■ **Work request**: Would you please repeat the data that follows, exactly as it reads?

■ **Supplied information**:

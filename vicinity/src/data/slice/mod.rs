//! 单通道灰度切片对象的操作.

mod core;
mod iter;

pub use self::core::{GraySlice, GraySliceMut, OwnedGraySlice};
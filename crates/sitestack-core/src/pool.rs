//! Engine session pool
//!
//! Keeps resolved [`StackHandle`]s per stack identity so repeated requests
//! skip `create_or_select_stack`. The engine stays the only thing that
//! serializes operations on a stack; the pool only caches the binding.

use sitestack_engine::{ProvisioningEngine, ResourceGraph, Result, StackHandle, StackIdentity};
use std::collections::HashMap;
use std::sync::{Mutex, MutexGuard};
use std::time::{Duration, Instant};

#[derive(Debug)]
struct PooledSession {
    handle: StackHandle,
    last_used: Instant,
}

/// Idle-expiring pool of engine sessions keyed by stack identity
#[derive(Debug)]
pub struct SessionPool {
    ttl: Duration,
    sessions: Mutex<HashMap<StackIdentity, PooledSession>>,
}

impl SessionPool {
    /// Sessions idle for longer than `ttl` are released
    pub fn new(ttl: Duration) -> Self {
        Self {
            ttl,
            sessions: Mutex::new(HashMap::new()),
        }
    }

    pub fn ttl(&self) -> Duration {
        self.ttl
    }

    fn sessions(&self) -> MutexGuard<'_, HashMap<StackIdentity, PooledSession>> {
        self.sessions
            .lock()
            .unwrap_or_else(|poisoned| poisoned.into_inner())
    }

    /// Pooled handle for `identity`, resolving a new one on a miss
    ///
    /// A hit rebinds `program`, since the caller's spec may have changed.
    pub async fn acquire(
        &self,
        engine: &dyn ProvisioningEngine,
        identity: &StackIdentity,
        program: &ResourceGraph,
    ) -> Result<StackHandle> {
        let (cached, stale) = {
            let mut sessions = self.sessions();
            match sessions.remove(identity) {
                Some(session) if session.last_used.elapsed() <= self.ttl => {
                    (Some(session.handle), None)
                }
                Some(session) => (None, Some(session.handle)),
                None => (None, None),
            }
        };

        if let Some(stale) = stale {
            tracing::debug!("Releasing idle session for {}", identity);
            if let Err(e) = engine.release(&stale).await {
                tracing::warn!("Failed to release session for {}: {}", identity, e);
            }
        }

        let handle = match cached {
            Some(handle) => {
                tracing::debug!("Reusing pooled session for {}", identity);
                engine.install_program(&handle, program).await?;
                handle
            }
            None => engine.create_or_select_stack(identity, program).await?,
        };

        self.sessions().insert(
            identity.clone(),
            PooledSession {
                handle: handle.clone(),
                last_used: Instant::now(),
            },
        );
        Ok(handle)
    }

    /// Drop the pooled handle without releasing it
    pub fn forget(&self, identity: &StackIdentity) -> bool {
        self.sessions().remove(identity).is_some()
    }

    /// Release every session idle for longer than the TTL
    pub async fn evict_idle(&self, engine: &dyn ProvisioningEngine) -> usize {
        let expired: Vec<StackHandle> = {
            let mut sessions = self.sessions();
            let ttl = self.ttl;
            let idle: Vec<StackIdentity> = sessions
                .iter()
                .filter(|(_, s)| s.last_used.elapsed() > ttl)
                .map(|(id, _)| id.clone())
                .collect();
            idle.iter()
                .filter_map(|id| sessions.remove(id))
                .map(|s| s.handle)
                .collect()
        };

        for handle in &expired {
            if let Err(e) = engine.release(handle).await {
                tracing::warn!("Failed to release session for {}: {}", handle.identity(), e);
            }
        }
        if !expired.is_empty() {
            tracing::debug!("Evicted {} idle sessions", expired.len());
        }
        expired.len()
    }

    /// Release every session
    pub async fn shutdown(&self, engine: &dyn ProvisioningEngine) {
        let all: Vec<StackHandle> = self.sessions().drain().map(|(_, s)| s.handle).collect();
        for handle in &all {
            if let Err(e) = engine.release(handle).await {
                tracing::warn!("Failed to release session for {}: {}", handle.identity(), e);
            }
        }
        tracing::info!("Released {} pooled sessions", all.len());
    }

    pub fn len(&self) -> usize {
        self.sessions().len()
    }

    pub fn is_empty(&self) -> bool {
        self.sessions().is_empty()
    }
}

■ **Answer box**:
filename vicinity/src/data/slice/mod.rs
//! 单通道灰度切片对象的操作.

mod core;
mod iter;

pub use self::core::{GraySlice, GraySliceMut, OwnedGraySlice};
filename crates/sitestack-core/src/pool.rs
//! Engine session pool
//!
//! Keeps resolved [`StackHandle`]s per stack identity so repeated requests
//! skip `create_or_select_stack`. The engine stays the only thing that
//! serializes operations on a stack; the pool only caches the binding.

use sitestack_engine::{ProvisioningEngine, ResourceGraph, Result, StackHandle, StackIdentity};
use std::collections::HashMap;
use std::sync::{Mutex, MutexGuard};
use std::time::{Duration, Instant};

#[derive(Debug)]
struct PooledSession {
    handle: StackHandle,
    last_used: Instant,
}

/// Idle-expiring pool of engine sessions keyed by stack identity
#[derive(Debug)]
pub struct SessionPool {
    ttl: Duration,
    sessions: Mutex<HashMap<StackIdentity, PooledSession>>,
}

impl SessionPool {
    /// Sessions idle for longer than `ttl` are released
    pub fn new(ttl: Duration) -> Self {
        Self {
            ttl,
            sessions: Mutex::new(HashMap::new()),
        }
    }

    pub fn ttl(&self) -> Duration {
        self.ttl
    }

    fn sessions(&self) -> MutexGuard<'_, HashMap<StackIdentity, PooledSession>> {
        self.sessions
            .lock()
            .unwrap_or_else(|poisoned| poisoned.into_inner())
    }

    /// Pooled handle for `identity`, resolving a new one on a miss
    ///
    /// A hit rebinds `program`, since the caller's spec may have changed.
    pub async fn acquire(
        &self,
        engine: &dyn ProvisioningEngine,
        identity: &StackIdentity,
        program: &ResourceGraph,
    ) -> Result<StackHandle> {
        let (cached, stale) = {
            let mut sessions = self.sessions();
            match sessions.remove(identity) {
                Some(session) if session.last_used.elapsed() <= self.ttl => {
                    (Some(session.handle), None)
                }
                Some(session) => (None, Some(session.handle)),
                None => (None, None),
            }
        };

        if let Some(stale) = stale {
            tracing::debug!("Releasing idle session for {}", identity);
            if let Err(e) = engine.release(&stale).await {
                tracing::warn!("Failed to release session for {}: {}", identity, e);
            }
        }

        let handle = match cached {
            Some(handle) => {
                tracing::debug!("Reusing pooled session for {}", identity);
                engine.install_program(&handle, program).await?;
                handle
            }
            None => engine.create_or_select_stack(identity, program).await?,
        };

        self.sessions().insert(
            identity.clone(),
            PooledSession {
                handle: handle.clone(),
                last_used: Instant::now(),
            },
        );
        Ok(handle)
    }

    /// Drop the pooled handle without releasing it
    pub fn forget(&self, identity: &StackIdentity) -> bool {
        self.sessions().remove(identity).is_some()
    }

    /// Release every session idle for longer than the TTL
    pub async fn evict_idle(&self, engine: &dyn ProvisioningEngine) -> usize {
        let expired: Vec<StackHandle> = {
            let mut sessions = self.sessions();
            let ttl = self.ttl;
            let idle: Vec<StackIdentity> = sessions
                .iter()
                .filter(|(_, s)| s.last_used.elapsed() > ttl)
                .map(|(id, _)| id.clone())
                .collect();
            idle.iter()
                .filter_map(|id| sessions.remove(id))
                .map(|s| s.handle)
                .collect()
        };

        for handle in &expired {
            if let Err(e) = engine.release(handle).await {
                tracing::warn!("Failed to release session for {}: {}", handle.identity(), e);
            }
        }
        if !expired.is_empty() {
            tracing::debug!("Evicted {} idle sessions", expired.len());
        }
        expired.len()
    }

    /// Release every session
    pub async fn shutdown(&self, engine: &dyn ProvisioningEngine) {
        let all: Vec<StackHandle> = self.sessions().drain().map(|(_, s)| s.handle).collect();
        for handle in &all {
            if let Err(e) = engine.release(handle).await {
                tracing::warn!("Failed to release session for {}: {}", handle.identity(), e);
            }
        }
        tracing::info!("Released {} pooled sessions", all.len());
    }

    pub fn len(&self) -> usize {
        self.sessions().len()
    }

    pub fn is_empty(&self) -> bool {
        self.sessions().is_empty()
    }
}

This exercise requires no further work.